- Born: August 9, 1980 (age 46) Miami, Florida, U.S.
- Education: Marymount University, MAST Academy
- Occupations: Writer, author

= Ryan Hampton (writer) =

American author & public policy advocate (born 1980)

Ryan Hampton is an American author, public policy advocate, and political candidate recognized for his work in the mental health recovery movement. He has authored three books concerning opioid addiction, mental health recovery, and public policy. Hampton is the founder of the non-profit organization Mobilize Recovery and is active in Nevada politics.

== Early life and education ==
Hampton was born in Miami, Florida. He attended MAST Academy and later Marymount University.

== Career ==

=== Addiction recovery advocacy ===
Hampton worked as a staffer in the White House during the Clinton administration. In 2003, after a knee injury, he was prescribed OxyContin and subsequently struggled with opioid addiction until entering long-term recovery in 2015.

Following his recovery, Hampton became active in national addiction recovery advocacy. He was part of the team that contributed to the U.S. Surgeon General's report on alcohol, drugs, and health in 2016. In 2018, he helped author provisions of the SUPPORT for Patients and Communities Act (H.R. 6), including the "Ensuring Access to Quality Sober Living" provision, which became federal law. He also contributed to the drafting and passage of California's patient brokering ban (SB1228) the same year.

Hampton has testified before the U.S. Congress on the opioid crisis and organized a 2019 demonstration at the headquarters of the U.S. Department of Health and Human Services.

=== Mobilize Recovery ===
In 2019, Hampton founded Mobilize Recovery, a nonprofit organization that organizes advocates and provides training focused on addiction recovery. The organization has held annual advocacy events and reports having trained over 10,000 advocates nationwide. Its Overdose Response Initiative, conducted in partnership with the Clinton Foundation and Direct Relief International, has distributed nearly one million doses of naloxone across 21 states as of January 2025.

== American Fix ==

In August 2018, Hampton published his first book, American Fix: Inside the Opioid Addiction Crisis-and How to End It – co-written with Claire Rudy Foster, published by St. Martin's Press/MacMillan publishing. In American Fix, Hampton writes with candor about his experiences with what he calls a broken treatment system and outlines a political agenda for combatting the nation's addiction crisis.

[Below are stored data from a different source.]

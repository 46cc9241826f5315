//! Slack delivery via the Web API (`chat.postMessage`).

use std::collections::BTreeMap;
use std::time::Duration;

use async_trait::async_trait;
use secrecy::{ExposeSecret, SecretString};
use serde::Deserialize;

use crate::config::{ResearchTopic, SlackConfig};
use crate::error::NotifyError;
use crate::notify::Notifier;
use crate::pipeline::types::{ClassifiedPaper, Paper};

const SLACK_API_BASE: &str = "https://slack.com/api";

/// Abstracts longer than this are cut in match messages.
const ABSTRACT_PREVIEW_CHARS: usize = 500;

const HTTP_TIMEOUT: Duration = Duration::from_secs(30);

pub struct SlackNotifier {
    client: reqwest::Client,
    api_base: String,
    token: SecretString,
    default_channel: String,
    channel_topics: BTreeMap<String, Vec<String>>,
}

#[derive(Debug, Deserialize)]
struct SlackResponse {
    ok: bool,
    #[serde(default)]
    error: Option<String>,
}

impl SlackNotifier {
    pub fn new(config: &SlackConfig) -> Result<Self, NotifyError> {
        let client = reqwest::Client::builder()
            .timeout(HTTP_TIMEOUT)
            .build()
            .map_err(|e| NotifyError::Http(e.to_string()))?;
        Ok(Self {
            client,
            api_base: SLACK_API_BASE.to_string(),
            token: config.api_token.clone(),
            default_channel: config.default_channel.clone(),
            channel_topics: config.channel_topics.clone(),
        })
    }

    /// Point the notifier at a different API host.
    pub fn with_api_base(mut self, api_base: impl Into<String>) -> Self {
        self.api_base = api_base.into().trim_end_matches('/').to_string();
        self
    }

    /// Post `text` to `channel`. Fails on transport errors and `ok: false`.
    pub async fn post(&self, channel: &str, text: &str) -> Result<(), NotifyError> {
        let body = serde_json::json!({
            "channel": channel,
            "text": text,
            "unfurl_links": true,
        });

        let resp = self
            .client
            .post(format!("{}/chat.postMessage", self.api_base))
            .bearer_auth(self.token.expose_secret())
            .json(&body)
            .send()
            .await
            .map_err(|e| NotifyError::Http(e.to_string()))?;

        let status = resp.status();
        if !status.is_success() {
            return Err(NotifyError::Http(format!("HTTP {status}")));
        }

        let parsed: SlackResponse = resp
            .json()
            .await
            .map_err(|e| NotifyError::Http(format!("Unexpected Slack response: {e}")))?;
        if !parsed.ok {
            return Err(NotifyError::Slack {
                channel: channel.to_string(),
                error: parsed.error.unwrap_or_else(|| "unknown error".into()),
            });
        }
        Ok(())
    }

    fn channel_for<'a>(&'a self, topic: &'a ResearchTopic) -> &'a str {
        topic
            .slack_channel
            .as_deref()
            .filter(|c| !c.is_empty())
            .unwrap_or(&self.default_channel)
    }
}

#[async_trait]
impl Notifier for SlackNotifier {
    async fn notify_matches(&self, results: &[ClassifiedPaper]) {
        for result in results {
            for topic in &result.topics {
                let channel = self.channel_for(topic);
                let text = match_message(&result.paper, topic);
                match self.post(channel, &text).await {
                    Ok(()) => tracing::info!(channel, topic = %topic.name, "Notification sent"),
                    Err(e) => tracing::error!(channel, topic = %topic.name, "Failed to send notification: {e}"),
                }
            }
        }
    }

    async fn send_digest(&self, papers_by_topic: &BTreeMap<String, Vec<Paper>>) {
        for (channel, topics) in &self.channel_topics {
            let text = digest_message(channel, topics, papers_by_topic);
            let target = channel_ref(channel);
            match self.post(&target, &text).await {
                Ok(()) => tracing::info!(channel = %target, "Digest sent"),
                Err(e) => tracing::error!(channel = %target, "Failed to send digest: {e}"),
            }
        }
    }
}

/// Per-match message: user mentions, then the paper's details.
pub fn match_message(paper: &Paper, topic: &ResearchTopic) -> String {
    format!(
        "{mentions}\nNew paper matching topic: {topic}\nTitle: {title}\nAuthors: {authors}\nVenue: {venue}\nURL: {url}\nAbstract: {abstract_text}",
        mentions = topic.slack_users.join(" "),
        topic = topic.name,
        title = paper.title,
        authors = paper.author_line(),
        venue = paper.venue,
        url = paper.url,
        abstract_text = preview(&paper.abstract_text),
    )
}

/// Digest for one channel, listing papers under each of its topics that
/// had matches.
pub fn digest_message(
    channel: &str,
    channel_topics: &[String],
    papers_by_topic: &BTreeMap<String, Vec<Paper>>,
) -> String {
    let name = channel.trim_start_matches('#');
    let sections: Vec<String> = papers_by_topic
        .iter()
        .filter(|(topic, papers)| !papers.is_empty() && channel_topics.contains(*topic))
        .map(|(topic, papers)| {
            let lines: Vec<String> = papers.iter().map(|p| format!("• {}", p.title)).collect();
            format!("*{topic}*:\n{}", lines.join("\n"))
        })
        .collect();

    if sections.is_empty() {
        format!("📚 *Weekly Scholar Scout Update*\nNo relevant papers were found for #{name} this week.")
    } else {
        format!(
            "📚 *Weekly Scholar Scout Update*\nHere are the relevant papers for #{name} this week:\n\n{}",
            sections.join("\n\n")
        )
    }
}

fn channel_ref(channel: &str) -> String {
    if channel.starts_with('#') {
        channel.to_string()
    } else {
        format!("#{channel}")
    }
}

fn preview(text: &str) -> String {
    if text.chars().count() <= ABSTRACT_PREVIEW_CHARS {
        return text.to_string();
    }
    let cut: String = text.chars().take(ABSTRACT_PREVIEW_CHARS).collect();
    format!("{cut}...")
}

Hampton is a frequent contributor to The Huffington Post.

== Political campaigns and activism ==

=== 2024 Nevada State Assembly campaign ===
In 2024, Hampton was the Democratic candidate for Nevada State Assembly District 4. His platform focused on cost-of-living issues, housing, education, and access to healthcare, including addiction treatment. He received endorsements from several organizations, including the Nevada State Education Association and Planned Parenthood Votes Nevada. In the general election on November 5, 2024, he was defeated by Republican candidate Lisa Cole, who received 54.4% of the vote to Hampton's 45.6%.

=== 2026 Nevada State Assembly campaign ===
In September 2025, Hampton announced his candidacy for Nevada State Assembly District 9 in the 2026 election. The seat is held by Assembly Speaker Steve Yeager, who has announced his retirement.

== Political activism ==

In August 2018, Hampton led a 500-person protest against drugmaker Purdue Pharma for their role in the American opioid crisis. He has been at the forefront in calling for accountability from drug makers.

He has been a vocal opponent of Donald Trump. In January 2019, Hampton attended President Trump's State of the Union address as a guest of U.S. House Democrats, representing the addiction recovery advocacy movement.

=== Purdue Pharma bankruptcy case ===
In 2019, Hampton was appointed by the U.S. Department of Justice to the unsecured creditors’ committee in the Purdue Pharma bankruptcy case, serving as co-chair. He was one of four victims selected to represent individuals affected by the company's opioids.

In 2025, Hampton appeared on a segment of 60 Minutes to address the bankruptcy settlement. He criticized the structure of the deal, arguing that it favored institutional claimants over individuals and enabled the Sackler family to retain substantial personal wealth.